First I wrote, using Brenda Ueland's advice to write fast and furious and just tell the story with as much honesty as possible.
Then I revised.
Then I queried agents and used their comments to rewrite.
Then I researched manuscript format, length, etc. and cut 100,000 words (yes, the first draft was WAY too long) from the ms. This is actually a good writing practice skill that I used to have my students use: write, cut by half, rewrite to double the length, cut by half again. Just for practice.
Then I researched more: everything I could find about publishing, getting an agent, working with agents, manuscripts, contracts, copyright, querying, summarizing, etc.
Then I revised again, found an agent to work with (but never signed with her) and rewrote according to her specifications until I realized she was aiming for "Twilight" and I didn't want to write for adults.
Then I spent a year reading classic children's literature.
I threw away my manuscript and started over with the understanding that my heart and soul wanted to write for children (well, junior high kids), not adults or even teens. I rewrote from scratch.
I revised.
I spent a month reading modern children's literature.
Now I'm rewriting again with what I've learned.
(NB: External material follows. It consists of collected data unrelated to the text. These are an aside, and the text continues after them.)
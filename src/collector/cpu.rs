//! Per-core attribute aggregation from `/proc/cpuinfo`.
//!
//! The scan walks the key/value stream once, segmenting it into per-core
//! records at each boundary key (`processor` for ARM, `hart` for RISC-V).
//! Some kernels print shared attributes only for the first core; the
//! backward backfill pass copies those onto the cores that omitted them,
//! re-referencing the interned value rather than duplicating it.

use crate::collector::kv::KvPairs;
use crate::collector::sysfs::{CpuClocks, SysCpuReader};
use crate::collector::traits::FileSystem;
use crate::collector::CollectError;
use crate::decode::{arm, riscv};
use crate::flags::{collect_flags, FlagVocabulary};
use crate::interner::WeightedStringTable;
use std::path::Path;
use std::sync::Arc;
use tracing::debug;

/// Processor architecture, detected once per scan from the keys present.
#[derive(Debug, Clone, Copy, PartialEq, Eq)]
pub enum Arch {
    Arm,
    Riscv,
}

impl Arch {
    /// Detects the architecture from a cpuinfo blob: `hart`/`isa` keys mean
    /// RISC-V, anything else is treated as ARM-style.
    pub fn detect(cpuinfo: &str) -> Arch {
        for (key, _) in KvPairs::new(cpuinfo) {
            if key == "hart" || key == "isa" {
                return Arch::Riscv;
            }
        }
        Arch::Arm
    }
}

/// One ARM logical core. String slots reference entries in the inventory
/// tables; `None` means the attribute never appeared, even after backfill.
#[derive(Debug, Clone, Default)]
pub struct ArmCore {
    pub id: i32,
    pub clocks: CpuClocks,
    pub reg_midr_el1: u64,
    pub reg_revidr_el1: u64,
    pub model_name: Option<Arc<str>>,
    pub flags: Option<Arc<str>>,
    pub implementer: Option<Arc<str>>,
    pub architecture: Option<Arc<str>>,
    pub variant: Option<Arc<str>>,
    pub part: Option<Arc<str>>,
    pub revision: Option<Arc<str>>,
    pub decoded_name: Option<Arc<str>>,
}

/// One RISC-V hart. `flags` is the expanded ISA string.
#[derive(Debug, Clone, Default)]
pub struct RiscvCore {
    pub id: i32,
    pub clocks: CpuClocks,
    pub model_name: Option<Arc<str>>,
    pub isa: Option<Arc<str>>,
    pub flags: Option<Arc<str>>,
}

/// A detected logical core, one of the supported record layouts.
#[derive(Debug, Clone)]
pub enum CoreRecord {
    Arm(ArmCore),
    Riscv(RiscvCore),
}

impl CoreRecord {
    pub fn id(&self) -> i32 {
        match self {
            CoreRecord::Arm(c) => c.id,
            CoreRecord::Riscv(c) => c.id,
        }
    }

    pub fn clocks(&self) -> CpuClocks {
        match self {
            CoreRecord::Arm(c) => c.clocks,
            CoreRecord::Riscv(c) => c.clocks,
        }
    }

    pub fn model_name(&self) -> Option<&str> {
        match self {
            CoreRecord::Arm(c) => c.model_name.as_deref(),
            CoreRecord::Riscv(c) => c.model_name.as_deref(),
        }
    }

    /// Canonical human name. RISC-V has no vendor code tables; the model
    /// name (or failing that, the ISA string) passes through.
    pub fn decoded_name(&self) -> Option<&str> {
        match self {
            CoreRecord::Arm(c) => c.decoded_name.as_deref(),
            CoreRecord::Riscv(c) => c.model_name.as_deref().or(c.isa.as_deref()),
        }
    }
}

/// Weighted tables backing the core records. Tables that do not apply to
/// the detected architecture stay empty.
#[derive(Debug, Clone, Default)]
pub struct InventoryTables {
    pub model_name: WeightedStringTable,
    pub decoded_name: WeightedStringTable,
    pub flags: WeightedStringTable,
    pub implementer: WeightedStringTable,
    pub architecture: WeightedStringTable,
    pub variant: WeightedStringTable,
    pub part: WeightedStringTable,
    pub revision: WeightedStringTable,
    pub isa: WeightedStringTable,
    pub khz_max: WeightedStringTable,
}

/// Everything known about the processor complex after one scan.
#[derive(Debug, Clone)]
pub struct ProcessorInventory {
    pub arch: Arch,
    /// Value of the `Hardware:` key, if present.
    pub hardware_name: String,
    /// Human summary, `"4x ARM Cortex-A53 r0p4; 4x 1200.00 MHz"` style.
    pub description: String,
    /// Highest max scaling frequency seen across cores, kHz.
    pub max_khz: u32,
    pub cores: Vec<CoreRecord>,
    pub tables: InventoryTables,
    /// Per-token flag inventory; a token's weight is the number of cores
    /// carrying it.
    pub flag_inventory: WeightedStringTable,
}

impl ProcessorInventory {
    pub fn core_count(&self) -> usize {
        self.cores.len()
    }

    /// Number of cores carrying `flag`, 0 when absent.
    pub fn flag_weight(&self, flag: &str) -> u32 {
        self.flag_inventory.weight_of(flag)
    }
}

/// Scans `/proc/cpuinfo` plus per-core sysfs attributes into a
/// [`ProcessorInventory`].
pub struct CpuScanner<F: FileSystem + Clone> {
    fs: F,
    proc_root: String,
    sys: SysCpuReader<F>,
}

impl<F: FileSystem + Clone> CpuScanner<F> {
    pub fn new(fs: F, proc_root: impl Into<String>, sys_root: impl Into<String>) -> Self {
        let sys = SysCpuReader::new(fs.clone(), sys_root);
        Self {
            fs,
            proc_root: proc_root.into(),
            sys,
        }
    }

    /// Runs the full scan. The vocabulary grows with any flag tokens not
    /// already known; everything else about the scan is self-contained.
    pub fn scan(&self, vocab: &mut FlagVocabulary) -> Result<ProcessorInventory, CollectError> {
        let path = format!("{}/cpuinfo", self.proc_root);
        if !self.fs.exists(Path::new(&path)) {
            return Err(CollectError::Unavailable(path));
        }
        let cpuinfo = self.fs.read_to_string(Path::new(&path))?;

        let arch = Arch::detect(&cpuinfo);
        debug!(?arch, "scanning cpuinfo");
        let inventory = match arch {
            Arch::Arm => self.scan_arm(&cpuinfo, vocab),
            Arch::Riscv => self.scan_riscv(&cpuinfo, vocab),
        };
        debug!(cores = inventory.core_count(), "cpuinfo scan complete");
        Ok(inventory)
    }

    fn scan_arm(&self, cpuinfo: &str, vocab: &mut FlagVocabulary) -> ProcessorInventory {
        let mut tables = InventoryTables::default();
        let mut cores: Vec<ArmCore> = Vec::new();
        let mut reported_name = String::new();
        let mut hardware_name = String::new();

        for (key, value) in KvPairs::new(cpuinfo) {
            match key {
                "Processor" => {
                    reported_name = value.to_string();
                    continue;
                }
                "Hardware" => {
                    hardware_name = value.to_string();
                    continue;
                }
                "processor" => {
                    finalize_core(cores.last_mut(), &reported_name, &mut tables.model_name, |c| {
                        &mut c.model_name
                    });
                    let id = parse_core_id(value, cores.last().map(|c| c.id));
                    cores.push(ArmCore {
                        id,
                        ..ArmCore::default()
                    });
                    continue;
                }
                _ => {}
            }

            // No boundary key yet, but architecture keys showing up: this
            // cpuinfo variant has a single implicit core.
            if cores.is_empty() && matches!(key, "model name" | "Features" | "flags") {
                cores.push(ArmCore::default());
            }
            if let Some(core) = cores.last_mut() {
                match key {
                    "model name" => core.model_name = Some(tables.model_name.intern(value)),
                    "Features" | "flags" => core.flags = Some(tables.flags.intern(value)),
                    "CPU implementer" => {
                        core.implementer = Some(tables.implementer.intern(value))
                    }
                    "CPU architecture" => {
                        core.architecture = Some(tables.architecture.intern(value))
                    }
                    "CPU variant" => core.variant = Some(tables.variant.intern(value)),
                    "CPU part" => core.part = Some(tables.part.intern(value)),
                    "CPU revision" => core.revision = Some(tables.revision.intern(value)),
                    _ => {}
                }
            }
        }
        finalize_core(cores.last_mut(), &reported_name, &mut tables.model_name, |c| {
            &mut c.model_name
        });

        backfill(&mut cores, &mut tables.flags, |c| &mut c.flags);
        backfill(&mut cores, &mut tables.implementer, |c| &mut c.implementer);
        backfill(&mut cores, &mut tables.architecture, |c| &mut c.architecture);
        backfill(&mut cores, &mut tables.variant, |c| &mut c.variant);
        backfill(&mut cores, &mut tables.part, |c| &mut c.part);
        backfill(&mut cores, &mut tables.revision, |c| &mut c.revision);

        let mut max_khz = 0;
        for core in &mut cores {
            core.reg_midr_el1 = self.sys.core_id_reg(core.id, "midr_el1");
            core.reg_revidr_el1 = self.sys.core_id_reg(core.id, "revidr_el1");

            let decoded = arm::decoded_name(
                core.implementer.as_deref(),
                core.part.as_deref(),
                core.variant.as_deref(),
                core.revision.as_deref(),
                core.architecture.as_deref(),
                core.model_name.as_deref(),
            );
            core.decoded_name = Some(tables.decoded_name.intern(&decoded));

            core.clocks = self.sys.core_clocks(core.id);
            tables.khz_max.intern(&core.clocks.max_khz.to_string());
            max_khz = max_khz.max(core.clocks.max_khz);
        }

        let description = describe(&tables.decoded_name, &tables.khz_max);
        let mut flag_inventory = WeightedStringTable::new();
        collect_flags(&tables.flags, &mut flag_inventory, vocab);

        ProcessorInventory {
            arch: Arch::Arm,
            hardware_name,
            description,
            max_khz,
            cores: cores.into_iter().map(CoreRecord::Arm).collect(),
            tables,
            flag_inventory,
        }
    }

    fn scan_riscv(&self, cpuinfo: &str, vocab: &mut FlagVocabulary) -> ProcessorInventory {
        let mut tables = InventoryTables::default();
        let mut cores: Vec<RiscvCore> = Vec::new();
        let mut reported_name = String::from("RISC-V Processor");
        let mut hardware_name = String::new();

        for (key, value) in KvPairs::new(cpuinfo) {
            match key {
                "Processor" => {
                    reported_name = value.to_string();
                    continue;
                }
                "Hardware" => {
                    hardware_name = value.to_string();
                    continue;
                }
                "hart" => {
                    finalize_core(cores.last_mut(), &reported_name, &mut tables.model_name, |c| {
                        &mut c.model_name
                    });
                    let id = parse_core_id(value, cores.last().map(|c| c.id));
                    cores.push(RiscvCore {
                        id,
                        ..RiscvCore::default()
                    });
                    continue;
                }
                _ => {}
            }

            if cores.is_empty() && matches!(key, "model name" | "isa") {
                cores.push(RiscvCore::default());
            }
            if let Some(core) = cores.last_mut() {
                match key {
                    "model name" => core.model_name = Some(tables.model_name.intern(value)),
                    "isa" => core.isa = Some(tables.isa.intern(value)),
                    _ => {}
                }
            }
        }
        finalize_core(cores.last_mut(), &reported_name, &mut tables.model_name, |c| {
            &mut c.model_name
        });

        backfill(&mut cores, &mut tables.isa, |c| &mut c.isa);

        let mut max_khz = 0;
        for core in &mut cores {
            if let Some(isa) = core.isa.as_deref() {
                let expanded = riscv::isa_to_flags(isa);
                core.flags = Some(tables.flags.intern(&expanded));
            }
            core.clocks = self.sys.core_clocks(core.id);
            tables.khz_max.intern(&core.clocks.max_khz.to_string());
            max_khz = max_khz.max(core.clocks.max_khz);
        }

        let description = describe(&tables.model_name, &tables.khz_max);
        let mut flag_inventory = WeightedStringTable::new();
        collect_flags(&tables.flags, &mut flag_inventory, vocab);

        ProcessorInventory {
            arch: Arch::Riscv,
            hardware_name,
            description,
            max_khz,
            cores: cores.into_iter().map(CoreRecord::Riscv).collect(),
            tables,
            flag_inventory,
        }
    }
}

/// On closing a core record, gives it the most recently seen reported
/// name when no `model name` key was scanned for it.
fn finalize_core<C>(
    core: Option<&mut C>,
    reported_name: &str,
    model_table: &mut WeightedStringTable,
    slot: impl Fn(&mut C) -> &mut Option<Arc<str>>,
) {
    if let Some(core) = core {
        let slot = slot(core);
        if slot.is_none() {
            *slot = Some(model_table.intern(reported_name));
        }
    }
}

/// Boundary key values are core ids; a value that fails to parse falls
/// back to the previous id + 1 rather than aborting the scan.
fn parse_core_id(value: &str, prev: Option<i32>) -> i32 {
    value.trim().parse().unwrap_or_else(|_| {
        let fallback = prev.map(|p| p + 1).unwrap_or(0);
        debug!(value, fallback, "unparsable core id");
        fallback
    })
}

/// Backward pass copying a shared attribute onto cores that omitted it.
///
/// Walks from the highest index down, tracking the nearest core at or
/// above the current index that has the attribute (the donor). Absent
/// slots re-intern the donor's value, which bumps the entry's weight by
/// the ordinary insertion weight and returns the same allocation.
fn backfill<C>(
    cores: &mut [C],
    table: &mut WeightedStringTable,
    slot: impl Fn(&mut C) -> &mut Option<Arc<str>>,
) {
    if cores.is_empty() {
        return;
    }
    let mut donor = cores.len() - 1;
    for i in (0..cores.len()).rev() {
        if slot(&mut cores[i]).is_some() {
            donor = i;
        } else if let Some(value) = slot(&mut cores[donor]).clone() {
            let value = table.intern(&value);
            *slot(&mut cores[i]) = Some(value);
        }
    }
}

/// Renders the `"Nx name + Mx name; Nx FFF.FF MHz"` processor summary from
/// the weighted name and max-frequency tables.
fn describe(names: &WeightedStringTable, khz_max: &WeightedStringTable) -> String {
    let mut out = String::new();
    for (i, (name, weight)) in names.iter().enumerate() {
        if i > 0 {
            out.push_str(" + ");
        }
        out.push_str(&format!("{}x {}", weight, name));
    }
    out.push_str("; ");
    for (i, (khz, weight)) in khz_max.iter().enumerate() {
        if i > 0 {
            out.push_str(" + ");
        }
        let mhz = khz.parse::<f32>().unwrap_or(0.0) / 1000.0;
        out.push_str(&format!("{}x {:.2} MHz", weight, mhz));
    }
    out
}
This time, I think I might have finally "got it".

In keeping with "tradition" and also the idea that the blog archives can't reveal my progress if I stop posting it, I'm posting the link the google doc where the first ten pages are hiding right now.

The Poison Spindle Problem, Chapters 1-2

Feel free to read. You can even comment if you want (gasp! Do I dare?).

My goal that I hope I've accomplished? It's finally done and I can move on to the story about the art forgers and the story about the dragons--and the cave-dwellers who keep them on ice.

1 comment:

morelightthanburden said...

Yay!! Much, much better!

I liked it very much!

What happens next? Is Tom "Tom, Tom the piper's son"?
Will we meet more 'familiar' characters?